━━━ Material supplied ━━━

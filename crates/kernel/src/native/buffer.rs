use super::QueryResult;
use crate::error::Error;
use tracing::trace;

/// Sizing rules for a variable-length native query.
#[derive(Debug, Clone, Copy, PartialEq, Eq)]
pub struct BufferPolicy {
    /// Size of the first attempt in bytes.
    pub initial: usize,
    /// Slack added on top of the size the kernel reports.
    pub margin: usize,
    /// Total attempts, the first included.
    pub max_attempts: u32,
}

impl BufferPolicy {
    /// One fixed-size attempt followed by one retry at exactly the reported size.
    pub fn exact(initial: usize) -> Self {
        Self {
            initial,
            margin: 0,
            max_attempts: 2,
        }
    }
}

impl Default for BufferPolicy {
    fn default() -> Self {
        Self {
            initial: 1024 * 1024,
            margin: 1024 * 1024,
            max_attempts: 16,
        }
    }
}

/// Run `query` with growing buffers until it stops reporting a short buffer.
///
/// The returned buffer is the exact allocation the successful query wrote
/// into; structures inside it may point back into it.
pub(crate) fn negotiate<F>(
    call: &'static str,
    policy: &BufferPolicy,
    mut query: F,
) -> Result<Vec<u8>, Error>
where
    F: FnMut(&mut [u8]) -> QueryResult,
{
    let attempts = policy.max_attempts.max(1);
    let mut size = policy.initial.max(1);

    for attempt in 1..=attempts {
        let mut buffer = vec![0u8; size];
        let result = query(&mut buffer);
        if result.status.is_success() {
            trace!(call, size, attempt, "native query succeeded");
            return Ok(buffer);
        }
        if !result.status.is_size_mismatch() {
            return Err(Error::Status {
                call,
                status: result.status,
            });
        }
        let required = result.return_length as usize;
        size = next_size(size, required, policy.margin);
        trace!(call, attempt, required, next = size, "buffer too small");
    }

    Err(Error::BufferNegotiation { call, attempts })
}

/// Never smaller than what the kernel last asked for. When the reported size
/// is not larger than what was already tried, the buffer doubles instead.
fn next_size(current: usize, required: usize, margin: usize) -> usize {
    if required > current {
        required.saturating_add(margin)
    } else {
        current.saturating_mul(2).max(required.saturating_add(margin))
    }
}
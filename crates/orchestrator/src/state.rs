use crate::event::{AgentProcess, GuardSnapshot, GuardedProcess, WardenSnapshot};
use std::collections::BTreeSet;
use std::sync::{Arc, Mutex, MutexGuard};

/// Counters and per-process memory owned by one monitor.
#[derive(Debug, Default)]
pub struct MonitorState {
    handles_closed: u64,
    agents_terminated: u64,
    /// Guarded pids whose handle has been closed. Pruned to live pids.
    stripped: BTreeSet<u32>,
    /// Guarded processes seen by the last guard scan.
    guarded: Vec<GuardedProcess>,
    /// Agent instances seen by the last warden scan.
    agents: Vec<AgentProcess>,
    running: bool,
}

/// Shared handle to [`MonitorState`].
///
/// The lock is only taken to read or bump counters, never around a native
/// call.
#[derive(Debug, Clone, Default)]
pub struct SharedState(Arc<Mutex<MonitorState>>);

impl SharedState {
    pub fn new() -> Self {
        Self::default()
    }

    fn lock(&self) -> MutexGuard<'_, MonitorState> {
        match self.0.lock() {
            Ok(state) => state,
            Err(poisoned) => poisoned.into_inner(),
        }
    }

    pub fn handles_closed(&self) -> u64 {
        self.lock().handles_closed
    }

    pub fn agents_terminated(&self) -> u64 {
        self.lock().agents_terminated
    }

    pub fn is_running(&self) -> bool {
        self.lock().running
    }

    pub fn guarded_processes(&self) -> Vec<GuardedProcess> {
        self.lock().guarded.clone()
    }

    pub fn agent_processes(&self) -> Vec<AgentProcess> {
        self.lock().agents.clone()
    }

    pub(crate) fn set_running(&self, running: bool) {
        self.lock().running = running;
    }

    /// Count `count` closed handles in `pid` and return the new total.
    pub(crate) fn record_stripped(&self, pid: u32, count: usize) -> u64 {
        let mut state = self.lock();
        state.handles_closed = state.handles_closed.saturating_add(count as u64);
        state.stripped.insert(pid);
        state.handles_closed
    }

    /// Build the guard snapshot for the processes seen this tick, forgetting
    /// pids that have gone away.
    pub(crate) fn record_guard_scan(&self, live: &[u32]) -> GuardSnapshot {
        let mut state = self.lock();
        state.stripped.retain(|pid| live.contains(pid));
        let processes: Vec<GuardedProcess> = live
            .iter()
            .map(|&pid| GuardedProcess {
                pid,
                stripped: state.stripped.contains(&pid),
            })
            .collect();
        state.guarded.clone_from(&processes);
        GuardSnapshot {
            processes,
            handles_closed: state.handles_closed,
        }
    }

    pub(crate) fn record_terminated(&self, count: usize) -> u64 {
        let mut state = self.lock();
        state.agents_terminated = state.agents_terminated.saturating_add(count as u64);
        state.agents_terminated
    }

    pub(crate) fn record_warden_scan(&self, processes: Vec<AgentProcess>) -> WardenSnapshot {
        let mut state = self.lock();
        state.agents.clone_from(&processes);
        WardenSnapshot {
            processes,
            terminated: state.agents_terminated,
        }
    }
}
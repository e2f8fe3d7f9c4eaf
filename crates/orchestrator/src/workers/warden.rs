use super::{ScanHealth, WorkerKind};
use crate::clock::Clock;
use crate::event::{AgentProcess, MonitorEvent, Outbox, Snapshot};
use crate::state::SharedState;
use kernel::{ErrorKind, ProcessTable, process};
use std::path::PathBuf;
use std::sync::Arc;
use std::time::Duration;
use tracing::{debug, info, trace, warn};

/// What the warden enforces, lifted out of [`config::Warden`].
#[derive(Debug, Clone, PartialEq, Eq)]
pub struct WardenPolicy {
    pub enabled: bool,
    pub process_name: String,
    pub max_age: Duration,
    pub relaunch: bool,
    pub fallback_path: PathBuf,
}

impl From<&config::Warden> for WardenPolicy {
    fn from(config: &config::Warden) -> Self {
        Self {
            enabled: config.enabled,
            process_name: config.process_name.clone(),
            max_age: config.max_age,
            relaunch: config.relaunch,
            fallback_path: config.fallback_path.clone(),
        }
    }
}

#[derive(Debug, Clone, PartialEq, Eq)]
pub enum RelaunchOutcome {
    Launched { path: PathBuf, pid: u32 },
    Failed { path: PathBuf, reason: String },
}

/// Result of one warden tick.
#[derive(Debug, Clone, PartialEq, Eq)]
pub enum WardenAction {
    /// The warden is disabled.
    Idle,
    /// The process table could not be read.
    ScanFailed,
    NotRunning,
    /// Running, but the oldest instance is below the threshold. `None` when
    /// no instance's age could be read.
    Young { oldest: Option<Duration> },
    Cycled {
        terminated: usize,
        relaunch: Option<RelaunchOutcome>,
    },
    /// Old enough, but no instance could be terminated.
    KillFailed,
}

/// Restarts the agent once its oldest instance reaches the age limit.
pub struct AgentWarden {
    processes: Arc<dyn ProcessTable>,
    clock: Arc<dyn Clock>,
    state: SharedState,
    outbox: Outbox,
    policy: WardenPolicy,
    health: ScanHealth,
}

impl AgentWarden {
    pub fn new(
        policy: WardenPolicy,
        processes: Arc<dyn ProcessTable>,
        clock: Arc<dyn Clock>,
        state: SharedState,
        outbox: Outbox,
    ) -> Self {
        Self {
            processes,
            clock,
            state,
            outbox,
            policy,
            health: ScanHealth::default(),
        }
    }

    pub fn policy(&self) -> &WardenPolicy {
        &self.policy
    }

    pub fn tick(&self) -> WardenAction {
        if !self.policy.enabled {
            return WardenAction::Idle;
        }

        let agents = match process::find_by_name(&*self.processes, &self.policy.process_name) {
            Ok(agents) => {
                self.health.succeeded(WorkerKind::Warden);
                agents
            }
            Err(err) => {
                self.health
                    .failed(WorkerKind::Warden, &err, &self.outbox, &*self.clock);
                return WardenAction::ScanFailed;
            }
        };

        let now = self.clock.now();
        let processes: Vec<AgentProcess> = agents
            .iter()
            .map(|agent| {
                let age = match self.processes.creation_time(agent.pid) {
                    Ok(created) => Some(process::age_of(created, now)),
                    Err(err) => {
                        trace!(pid = agent.pid, error = %err, "creation time unavailable");
                        None
                    }
                };
                AgentProcess {
                    pid: agent.pid,
                    age,
                }
            })
            .collect();

        let oldest = processes
            .iter()
            .filter_map(|process| process.age.map(|age| (process.pid, age)))
            .max_by_key(|(_, age)| *age);

        let action = match oldest {
            _ if processes.is_empty() => WardenAction::NotRunning,
            Some((pid, age)) if age >= self.policy.max_age => {
                debug!(pid, ?age, max_age = ?self.policy.max_age, "agent reached age limit");
                self.cycle(pid)
            }
            oldest => WardenAction::Young {
                oldest: oldest.map(|(_, age)| age),
            },
        };

        let snapshot = self.state.record_warden_scan(processes);
        if !self.outbox.snapshot(Snapshot::Warden(snapshot)) {
            trace!("relay busy, warden snapshot dropped");
        }
        action
    }

    /// Terminate every instance, then start one from the oldest instance's
    /// image.
    fn cycle(&self, oldest_pid: u32) -> WardenAction {
        // Read the path first, the process is about to disappear.
        let path = match self.processes.image_path(oldest_pid) {
            Ok(path) if !path.as_os_str().is_empty() => path,
            Ok(_) => self.policy.fallback_path.clone(),
            Err(err) => {
                debug!(pid = oldest_pid, error = %err, "using fallback agent path");
                self.policy.fallback_path.clone()
            }
        };

        let report = match process::kill_by_name(&*self.processes, &self.policy.process_name) {
            Ok(report) => report,
            Err(err) => {
                match err.kind() {
                    ErrorKind::NotFound => trace!("agent exited before termination"),
                    ErrorKind::Permission => debug!(error = %err, "agent termination denied"),
                    _ => warn!(error = %err, "failed to terminate agent"),
                }
                return WardenAction::KillFailed;
            }
        };

        let terminated = report.killed.len();
        let total = self.state.record_terminated(terminated);
        info!(terminated, failed = report.failed, total, "agent terminated");
        self.outbox.event(
            self.clock.now(),
            MonitorEvent::AgentsTerminated {
                process: self.policy.process_name.clone(),
                count: terminated,
            },
        );

        if report.failed > 0 {
            warn!(
                survivors = report.failed,
                "agent instance survived termination, relaunch skipped"
            );
            return WardenAction::Cycled {
                terminated,
                relaunch: None,
            };
        }

        let relaunch = self.policy.relaunch.then(|| self.relaunch(path));
        WardenAction::Cycled {
            terminated,
            relaunch,
        }
    }

    fn relaunch(&self, path: PathBuf) -> RelaunchOutcome {
        match self.processes.launch(&path) {
            Ok(pid) => {
                info!(pid, path = %path.display(), "agent relaunched");
                self.outbox.event(
                    self.clock.now(),
                    MonitorEvent::AgentRelaunched {
                        path: path.clone(),
                        pid,
                    },
                );
                RelaunchOutcome::Launched { path, pid }
            }
            Err(err) => {
                warn!(path = %path.display(), error = %err, "agent relaunch failed");
                let reason = err.to_string();
                self.outbox.event(
                    self.clock.now(),
                    MonitorEvent::AgentRelaunchFailed {
                        path: path.clone(),
                        reason: reason.clone(),
                    },
                );
                RelaunchOutcome::Failed { path, reason }
            }
        }
    }
}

━━━

**Assignment**
The answer should be only the number of lines in the data that include "Duration".

**Response for this exercise**
3